The common wisdom among my friends is, "live in the now", "love what is", "let go of demanding things of life", "desire is the cause of suffering". I do find a wisdom in this philosophy, but at times it is hard to pin down.
 
However, I also know that without dissatisfaction, I will not be motivated to change my environment. When we can see another way of living in our imagination, that is the point we start to become dissatisfied with the current moment. It is this dissatisfaction, this refusing to put up with second best, that often is the motivator for taking action and improving our life.

Yet, experiencing the dissatisfaction while doing nothing about it is a recipe for misery.

It is surely natural, and I would think, healthy, to feel dissatisfied when our needs are not well met. The animals certainly experience this. Yet it is also obvious to me that I do create much of my own misery by demanding so much of the universe that it is unlikely I will ever get what I want. And if I did actually get what I want, would I raise the bar and demand yet more? Am I set up for permanent dissatisfaction, no matter how wonderful a life I have?

So, I often ask myself, where is the line? When do I try to let go and be satisfied with what is, and when do I allow the discomfort within me to grow to a point where I am willing to actually change my situation?

I can see that this line is dependent on several things. First, on what is possible. If I am missing a limb, or don't like how old I am, or I still want to be a rock star, lots of luck. The wisdom that is obvious to me is, accept where I am and what is possible, and live life to the fullest within the parameters given me. These are the cards dealt to me, and it is not in my power to change them.
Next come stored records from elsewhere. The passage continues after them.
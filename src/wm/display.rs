//! Display Module
//!
//! The boundary between the window manager and the X server. The core only
//! talks to [`DisplayGateway`]; [`X11Display`] is the x11rb-backed
//! implementation used by the binary.

use std::collections::VecDeque;

use tracing::{debug, info};
use x11rb::connection::Connection;
use x11rb::protocol::Event;
use x11rb::protocol::xproto::{
    ButtonIndex, ChangeWindowAttributesAux, ConfigureWindowAux, ConnectionExt as _,
    CreateWindowAux, EventMask, GrabMode, MapState, ModMask, MotionNotifyEvent, SetMode,
    StackMode, Window, WindowClass,
};
use x11rb::rust_connection::RustConnection;
use x11rb::wrapper::ConnectionExt as _;

use crate::shared::Geometry;
use crate::wm::error::{GatewayError, ProtocolError, WmError};
use crate::wm::screen::ScreenInfo;

/// What the framing engine needs to know about a window before taking it
#[derive(Debug, Clone, Copy, PartialEq, Eq)]
pub struct WindowAttributes {
    pub override_redirect: bool,
    /// Mapped and all ancestors mapped
    pub viewable: bool,
    pub geometry: Geometry,
}

/// Requests and queries the window manager issues against the display.
///
/// Void requests may fail asynchronously; those failures come back as
/// `Event::Error` from [`next_event`](Self::next_event) or from
/// [`sync`](Self::sync).
pub trait DisplayGateway {
    fn screen(&self) -> ScreenInfo;

    /// Human readable display name, for diagnostics
    fn display_name(&self) -> &str;

    fn select_input(&mut self, window: Window, mask: EventMask) -> Result<(), GatewayError>;

    /// Round trip to the server. Returns the protocol errors delivered up to
    /// this point; other events stay queued for `next_event`.
    fn sync(&mut self) -> Result<Vec<ProtocolError>, GatewayError>;

    /// Block until the next event arrives.
    fn next_event(&mut self) -> Result<Event, GatewayError>;

    /// Swallow already-queued motion events for the same window and return
    /// the newest one (`event` itself if there are none).
    fn latest_motion(
        &mut self,
        event: MotionNotifyEvent,
    ) -> Result<MotionNotifyEvent, GatewayError>;

    fn create_window(
        &mut self,
        parent: Window,
        geometry: Geometry,
        border_width: u16,
        border_color: u32,
        background: u32,
    ) -> Result<Window, GatewayError>;

    fn reparent(&mut self, window: Window, parent: Window, x: i16, y: i16)
    -> Result<(), GatewayError>;

    fn map(&mut self, window: Window) -> Result<(), GatewayError>;

    fn unmap(&mut self, window: Window) -> Result<(), GatewayError>;

    fn destroy(&mut self, window: Window) -> Result<(), GatewayError>;

    fn add_to_save_set(&mut self, window: Window) -> Result<(), GatewayError>;

    fn remove_from_save_set(&mut self, window: Window) -> Result<(), GatewayError>;

    fn configure(
        &mut self,
        window: Window,
        changes: &ConfigureWindowAux,
    ) -> Result<(), GatewayError>;

    fn attributes(&mut self, window: Window) -> Result<WindowAttributes, GatewayError>;

    fn geometry(&mut self, window: Window) -> Result<Geometry, GatewayError>;

    fn move_to(&mut self, window: Window, x: i32, y: i32) -> Result<(), GatewayError>;

    /// Put `window` on top of its siblings.
    fn raise(&mut self, window: Window) -> Result<(), GatewayError>;

    fn grab_server(&mut self) -> Result<(), GatewayError>;

    fn ungrab_server(&mut self) -> Result<(), GatewayError>;

    /// Children of `root`, bottom to top, together with the root the server
    /// reported for the query.
    fn top_level_windows(&mut self, root: Window) -> Result<(Window, Vec<Window>), GatewayError>;

    fn grab_button(
        &mut self,
        window: Window,
        button: ButtonIndex,
        modifiers: ModMask,
        mask: EventMask,
    ) -> Result<(), GatewayError>;
}

/// X11 connection owned by the window manager thread
pub struct X11Display {
    conn: RustConnection,
    screen: ScreenInfo,
    display_name: String,
    /// Events read ahead of `next_event` (during `sync` or motion coalescing)
    pending: VecDeque<Event>,
}

impl X11Display {
    /// Connect to `display_name`, or to the default display if `None`.
    pub fn open(display_name: Option<&str>) -> Result<Self, WmError> {
        let name = display_name.unwrap_or("(default)").to_string();
        let (conn, screen_num) =
            x11rb::connect(display_name).map_err(|source| WmError::DisplayUnavailable {
                display: name.clone(),
                source,
            })?;

        let screen = conn
            .setup()
            .roots
            .get(screen_num)
            .map(|screen| ScreenInfo::from_setup(screen_num, screen))
            .ok_or_else(|| {
                WmError::Invariant(format!("display {} has no screen {}", name, screen_num))
            })?;

        info!("Connected to X server {}, screen {}", name, screen_num);
        info!("Screen size: {}x{}", screen.width, screen.height);

        Ok(Self {
            conn,
            screen,
            display_name: name,
            pending: VecDeque::new(),
        })
    }

    /// Move everything the server already sent into `pending`.
    fn read_ahead(&mut self) -> Result<(), GatewayError> {
        while let Some(event) = self.conn.poll_for_event()? {
            self.pending.push_back(event);
        }
        Ok(())
    }
}

/// Remove every protocol error from `queue`. Other events keep their order.
pub(crate) fn take_errors(queue: &mut VecDeque<Event>) -> Vec<ProtocolError> {
    let mut errors = Vec::new();
    queue.retain(|event| match event {
        Event::Error(e) => {
            errors.push(ProtocolError::from(e.clone()));
            false
        }
        _ => true,
    });
    errors
}

/// Remove queued motion events for the window of `event` and return the
/// newest of them, or `event` when none are queued.
pub(crate) fn coalesce_motion(
    queue: &mut VecDeque<Event>,
    event: MotionNotifyEvent,
) -> MotionNotifyEvent {
    let window = event.event;
    let mut latest = event;
    queue.retain(|queued| match queued {
        Event::MotionNotify(motion) if motion.event == window => {
            latest = *motion;
            false
        }
        _ => true,
    });
    latest
}

fn to_i16(v: i32) -> i16 {
    v.clamp(i32::from(i16::MIN), i32::from(i16::MAX)) as i16
}

/// The protocol rejects zero-sized windows.
fn to_extent(v: u32) -> u16 {
    v.clamp(1, u32::from(u16::MAX)) as u16
}

impl DisplayGateway for X11Display {
    fn screen(&self) -> ScreenInfo {
        self.screen
    }

    fn display_name(&self) -> &str {
        &self.display_name
    }

    fn select_input(&mut self, window: Window, mask: EventMask) -> Result<(), GatewayError> {
        self.conn
            .change_window_attributes(window, &ChangeWindowAttributesAux::new().event_mask(mask))?;
        Ok(())
    }

    fn sync(&mut self) -> Result<Vec<ProtocolError>, GatewayError> {
        self.conn.sync()?;
        self.read_ahead()?;

        let errors = take_errors(&mut self.pending);
        debug!("Sync complete, {} protocol error(s) delivered", errors.len());
        Ok(errors)
    }

    fn next_event(&mut self) -> Result<Event, GatewayError> {
        // Requests from the previous handler go out before anything else
        self.conn.flush()?;
        if let Some(event) = self.pending.pop_front() {
            return Ok(event);
        }
        Ok(self.conn.wait_for_event()?)
    }

    fn latest_motion(
        &mut self,
        event: MotionNotifyEvent,
    ) -> Result<MotionNotifyEvent, GatewayError> {
        self.read_ahead()?;
        Ok(coalesce_motion(&mut self.pending, event))
    }

    fn create_window(
        &mut self,
        parent: Window,
        geometry: Geometry,
        border_width: u16,
        border_color: u32,
        background: u32,
    ) -> Result<Window, GatewayError> {
        let window = self.conn.generate_id()?;
        self.conn.create_window(
            x11rb::COPY_DEPTH_FROM_PARENT,
            window,
            parent,
            to_i16(geometry.x),
            to_i16(geometry.y),
            to_extent(geometry.width),
            to_extent(geometry.height),
            border_width,
            WindowClass::INPUT_OUTPUT,
            x11rb::COPY_FROM_PARENT,
            &CreateWindowAux::new()
                .border_pixel(border_color)
                .background_pixel(background),
        )?;
        Ok(window)
    }

    fn reparent(
        &mut self,
        window: Window,
        parent: Window,
        x: i16,
        y: i16,
    ) -> Result<(), GatewayError> {
        self.conn.reparent_window(window, parent, x, y)?;
        Ok(())
    }

    fn map(&mut self, window: Window) -> Result<(), GatewayError> {
        self.conn.map_window(window)?;
        Ok(())
    }

    fn unmap(&mut self, window: Window) -> Result<(), GatewayError> {
        self.conn.unmap_window(window)?;
        Ok(())
    }

    fn destroy(&mut self, window: Window) -> Result<(), GatewayError> {
        self.conn.destroy_window(window)?;
        Ok(())
    }

    fn add_to_save_set(&mut self, window: Window) -> Result<(), GatewayError> {
        self.conn.change_save_set(SetMode::INSERT, window)?;
        Ok(())
    }

    fn remove_from_save_set(&mut self, window: Window) -> Result<(), GatewayError> {
        self.conn.change_save_set(SetMode::DELETE, window)?;
        Ok(())
    }

    fn configure(
        &mut self,
        window: Window,
        changes: &ConfigureWindowAux,
    ) -> Result<(), GatewayError> {
        self.conn.configure_window(window, changes)?;
        Ok(())
    }

    fn attributes(&mut self, window: Window) -> Result<WindowAttributes, GatewayError> {
        let attrs = self.conn.get_window_attributes(window)?.reply()?;
        let geometry = self.geometry(window)?;
        Ok(WindowAttributes {
            override_redirect: attrs.override_redirect,
            viewable: attrs.map_state == MapState::VIEWABLE,
            geometry,
        })
    }

    fn geometry(&mut self, window: Window) -> Result<Geometry, GatewayError> {
        let geom = self.conn.get_geometry(window)?.reply()?;
        Ok(Geometry::new(
            i32::from(geom.x),
            i32::from(geom.y),
            u32::from(geom.width),
            u32::from(geom.height),
        ))
    }

    fn move_to(&mut self, window: Window, x: i32, y: i32) -> Result<(), GatewayError> {
        self.configure(window, &ConfigureWindowAux::new().x(x).y(y))
    }

    fn raise(&mut self, window: Window) -> Result<(), GatewayError> {
        self.configure(window, &ConfigureWindowAux::new().stack_mode(StackMode::ABOVE))
    }

    fn grab_server(&mut self) -> Result<(), GatewayError> {
        self.conn.grab_server()?;
        Ok(())
    }

    fn ungrab_server(&mut self) -> Result<(), GatewayError> {
        self.conn.ungrab_server()?;
        self.conn.flush()?;
        Ok(())
    }

    fn top_level_windows(&mut self, root: Window) -> Result<(Window, Vec<Window>), GatewayError> {
        let tree = self.conn.query_tree(root)?.reply()?;
        Ok((tree.root, tree.children))
    }

    fn grab_button(
        &mut self,
        window: Window,
        button: ButtonIndex,
        modifiers: ModMask,
        mask: EventMask,
    ) -> Result<(), GatewayError> {
        self.conn.grab_button(
            true,
            window,
            mask,
            GrabMode::ASYNC,
            GrabMode::ASYNC,
            x11rb::NONE,
            x11rb::NONE,
            button,
            modifiers,
        )?;
        Ok(())
    }
}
However, if I have the world before me, and I have plenty of money, energy, intelligence, creativity, courage, and whatever else it takes to move forward, I may very well act, and perhaps without a lot of thought or struggle, making use of the tools I have, so that I can live a richer and fuller life.

When the task before me is difficult and success is uncertain, then how do I know in which direction to apply my energy - work to let go of my desire, or build determination to accomplish it?
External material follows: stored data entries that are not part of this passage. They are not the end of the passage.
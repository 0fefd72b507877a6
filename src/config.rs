//! Configuration for Perch
//!
//! Loads configuration from TOML file at `~/.config/perch/config.toml`.
//! A missing file means defaults. Nothing is written back.

use anyhow::{Context, Result};
use serde::{Deserialize, Serialize};
use std::fs;
use std::path::{Path, PathBuf};

/// Main configuration structure
#[derive(Debug, Clone, Default, PartialEq, Eq, Serialize, Deserialize)]
#[serde(default)]
pub struct Config {
    /// X display to manage, e.g. ":1". Falls back to `$DISPLAY`.
    pub display: Option<String>,
    pub logging: LoggingConfig,
}

/// Logging configuration
#[derive(Debug, Clone, PartialEq, Eq, Serialize, Deserialize)]
#[serde(default)]
pub struct LoggingConfig {
    /// `EnvFilter` directives, overridden by `RUST_LOG`
    pub filter: String,
}

impl Default for LoggingConfig {
    fn default() -> Self {
        Self {
            filter: "perch=debug,info".to_string(),
        }
    }
}

impl Config {
    /// Load configuration from `path`, or use defaults if it doesn't exist.
    ///
    /// Runs before logging is set up, so it does not log.
    pub fn load_from(path: &Path) -> Result<Self> {
        if !path.exists() {
            return Ok(Self::default());
        }

        let content = fs::read_to_string(path)
            .with_context(|| format!("Failed to read config file {:?}", path))?;

        let config: Config = toml::from_str(&content)
            .with_context(|| format!("Failed to parse config file {:?}", path))?;

        Ok(config)
    }

    /// Get the path to the config file
    pub fn config_path() -> Result<PathBuf> {
        let config_dir = dirs::config_dir()
            .context("Failed to get config directory")?
            .join("perch");

        Ok(config_dir.join("config.toml"))
    }
}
It is in this limbo that I often find myself - I am dissatisfied, yet doing nothing about it because of the daunting nature of the solution. Yet I am afraid to let go of my desire, because it is my only hope of change. If I look back and see that I had it within my power to live a much more satisfying life, and I didn't take it, how will I feel about myself?

I find myself wracked with desires, dreams, hopes, creative possibilities. I see ways in which life could be lived, society could be more supportive of human values, relationships could be closer and more satisfying, yet the things I dream about are usually so big, they seem out of my reach. It almost becomes a torment to dream of something good, because of the anger I then experience from the world not being that way today.

How do I love the current moment, and also live my life fully?